What is needed —
Every line containing the word "could" is to be copied from the data below.

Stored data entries
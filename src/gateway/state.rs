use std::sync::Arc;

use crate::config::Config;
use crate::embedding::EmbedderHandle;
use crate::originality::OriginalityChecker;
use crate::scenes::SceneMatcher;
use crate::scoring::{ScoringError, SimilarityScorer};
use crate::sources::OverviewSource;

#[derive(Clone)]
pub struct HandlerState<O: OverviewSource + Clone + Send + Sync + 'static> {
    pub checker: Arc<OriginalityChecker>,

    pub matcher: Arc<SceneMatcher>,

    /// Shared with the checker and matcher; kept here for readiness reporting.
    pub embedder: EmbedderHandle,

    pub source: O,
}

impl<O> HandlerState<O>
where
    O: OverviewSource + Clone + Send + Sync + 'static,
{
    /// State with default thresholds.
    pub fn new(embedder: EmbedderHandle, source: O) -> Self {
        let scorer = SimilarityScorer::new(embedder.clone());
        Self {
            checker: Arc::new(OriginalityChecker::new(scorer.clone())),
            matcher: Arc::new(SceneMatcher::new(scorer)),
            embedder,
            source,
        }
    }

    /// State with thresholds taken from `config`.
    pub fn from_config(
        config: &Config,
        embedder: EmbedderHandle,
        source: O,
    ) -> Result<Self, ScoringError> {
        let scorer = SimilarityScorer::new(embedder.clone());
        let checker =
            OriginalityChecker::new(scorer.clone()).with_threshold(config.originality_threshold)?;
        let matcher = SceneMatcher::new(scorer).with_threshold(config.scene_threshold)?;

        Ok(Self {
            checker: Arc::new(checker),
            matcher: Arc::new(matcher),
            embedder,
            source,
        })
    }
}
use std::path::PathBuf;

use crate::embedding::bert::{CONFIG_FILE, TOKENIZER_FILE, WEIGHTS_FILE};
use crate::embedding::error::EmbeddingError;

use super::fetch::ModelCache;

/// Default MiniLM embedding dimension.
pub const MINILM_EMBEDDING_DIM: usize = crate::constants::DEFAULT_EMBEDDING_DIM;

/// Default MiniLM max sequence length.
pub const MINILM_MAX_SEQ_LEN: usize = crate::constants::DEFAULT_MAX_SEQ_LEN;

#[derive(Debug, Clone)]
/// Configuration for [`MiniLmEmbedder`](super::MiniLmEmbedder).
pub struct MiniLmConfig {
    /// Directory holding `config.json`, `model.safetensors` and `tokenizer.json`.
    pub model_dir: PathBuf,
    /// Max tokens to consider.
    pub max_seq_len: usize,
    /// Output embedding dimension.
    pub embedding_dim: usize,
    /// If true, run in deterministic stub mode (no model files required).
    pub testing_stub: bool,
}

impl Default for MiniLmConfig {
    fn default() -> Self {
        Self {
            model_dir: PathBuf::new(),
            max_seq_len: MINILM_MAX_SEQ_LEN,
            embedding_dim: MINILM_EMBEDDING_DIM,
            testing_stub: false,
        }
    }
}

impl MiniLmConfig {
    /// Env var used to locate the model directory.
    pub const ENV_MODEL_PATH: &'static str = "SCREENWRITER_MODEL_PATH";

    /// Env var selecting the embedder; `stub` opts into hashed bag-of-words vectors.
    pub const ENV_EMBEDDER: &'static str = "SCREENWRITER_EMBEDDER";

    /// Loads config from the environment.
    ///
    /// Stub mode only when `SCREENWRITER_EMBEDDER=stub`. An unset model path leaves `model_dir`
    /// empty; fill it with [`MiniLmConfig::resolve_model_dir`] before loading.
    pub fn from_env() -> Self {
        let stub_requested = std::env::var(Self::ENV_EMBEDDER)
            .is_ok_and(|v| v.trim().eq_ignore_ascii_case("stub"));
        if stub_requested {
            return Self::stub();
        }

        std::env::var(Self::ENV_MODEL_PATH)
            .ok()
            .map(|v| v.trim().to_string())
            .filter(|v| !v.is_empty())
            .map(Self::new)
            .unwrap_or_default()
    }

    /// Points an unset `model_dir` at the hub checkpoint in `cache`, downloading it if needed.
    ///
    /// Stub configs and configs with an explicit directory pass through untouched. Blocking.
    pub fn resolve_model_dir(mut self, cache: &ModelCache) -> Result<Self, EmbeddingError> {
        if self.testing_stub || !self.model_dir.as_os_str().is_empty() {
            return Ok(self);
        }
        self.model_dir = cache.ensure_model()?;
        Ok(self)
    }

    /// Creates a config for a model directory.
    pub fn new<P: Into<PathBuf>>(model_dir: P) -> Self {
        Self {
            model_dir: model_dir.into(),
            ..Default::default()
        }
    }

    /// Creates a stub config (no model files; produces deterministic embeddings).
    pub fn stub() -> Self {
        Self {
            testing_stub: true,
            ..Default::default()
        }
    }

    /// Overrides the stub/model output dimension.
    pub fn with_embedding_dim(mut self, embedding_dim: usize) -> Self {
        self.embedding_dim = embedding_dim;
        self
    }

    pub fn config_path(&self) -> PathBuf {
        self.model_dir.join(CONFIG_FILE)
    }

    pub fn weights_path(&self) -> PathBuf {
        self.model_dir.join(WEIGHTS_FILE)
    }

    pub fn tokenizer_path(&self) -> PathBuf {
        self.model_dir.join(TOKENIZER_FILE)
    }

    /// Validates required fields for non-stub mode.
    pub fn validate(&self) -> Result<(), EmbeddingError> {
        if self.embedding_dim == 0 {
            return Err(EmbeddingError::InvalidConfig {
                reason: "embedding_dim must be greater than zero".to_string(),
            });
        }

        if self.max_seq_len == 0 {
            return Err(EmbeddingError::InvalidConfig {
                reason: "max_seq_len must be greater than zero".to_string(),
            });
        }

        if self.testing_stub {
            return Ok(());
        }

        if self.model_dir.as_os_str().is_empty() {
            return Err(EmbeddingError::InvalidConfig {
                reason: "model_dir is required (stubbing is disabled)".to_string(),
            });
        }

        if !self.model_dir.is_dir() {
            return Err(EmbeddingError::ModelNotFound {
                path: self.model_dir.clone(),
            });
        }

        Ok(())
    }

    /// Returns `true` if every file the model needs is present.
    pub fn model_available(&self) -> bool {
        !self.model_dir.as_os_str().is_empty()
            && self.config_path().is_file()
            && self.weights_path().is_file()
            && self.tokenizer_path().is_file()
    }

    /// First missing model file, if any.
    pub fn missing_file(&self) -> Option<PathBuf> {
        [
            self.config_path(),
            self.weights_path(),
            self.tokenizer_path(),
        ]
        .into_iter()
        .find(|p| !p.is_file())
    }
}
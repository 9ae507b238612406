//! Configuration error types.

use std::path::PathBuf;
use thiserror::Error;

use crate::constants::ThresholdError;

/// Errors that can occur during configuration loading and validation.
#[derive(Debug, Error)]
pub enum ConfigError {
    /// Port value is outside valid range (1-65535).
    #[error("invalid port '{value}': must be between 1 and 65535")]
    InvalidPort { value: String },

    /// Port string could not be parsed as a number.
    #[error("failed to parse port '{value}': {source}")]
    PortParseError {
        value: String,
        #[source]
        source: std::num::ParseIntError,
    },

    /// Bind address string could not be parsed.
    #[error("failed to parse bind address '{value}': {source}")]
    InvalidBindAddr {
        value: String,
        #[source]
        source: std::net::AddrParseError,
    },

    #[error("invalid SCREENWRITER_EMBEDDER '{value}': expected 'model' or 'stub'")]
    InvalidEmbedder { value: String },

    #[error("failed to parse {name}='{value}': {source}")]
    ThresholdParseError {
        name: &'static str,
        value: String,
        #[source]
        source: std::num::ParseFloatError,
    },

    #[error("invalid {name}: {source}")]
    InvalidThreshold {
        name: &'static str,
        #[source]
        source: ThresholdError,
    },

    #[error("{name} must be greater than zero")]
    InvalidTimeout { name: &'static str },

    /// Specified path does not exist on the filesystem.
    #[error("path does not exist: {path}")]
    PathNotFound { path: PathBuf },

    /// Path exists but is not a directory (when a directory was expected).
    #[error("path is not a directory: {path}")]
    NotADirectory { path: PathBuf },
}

Answer space —
    /// Port string could not be parsed as a number.
    /// Bind address string could not be parsed.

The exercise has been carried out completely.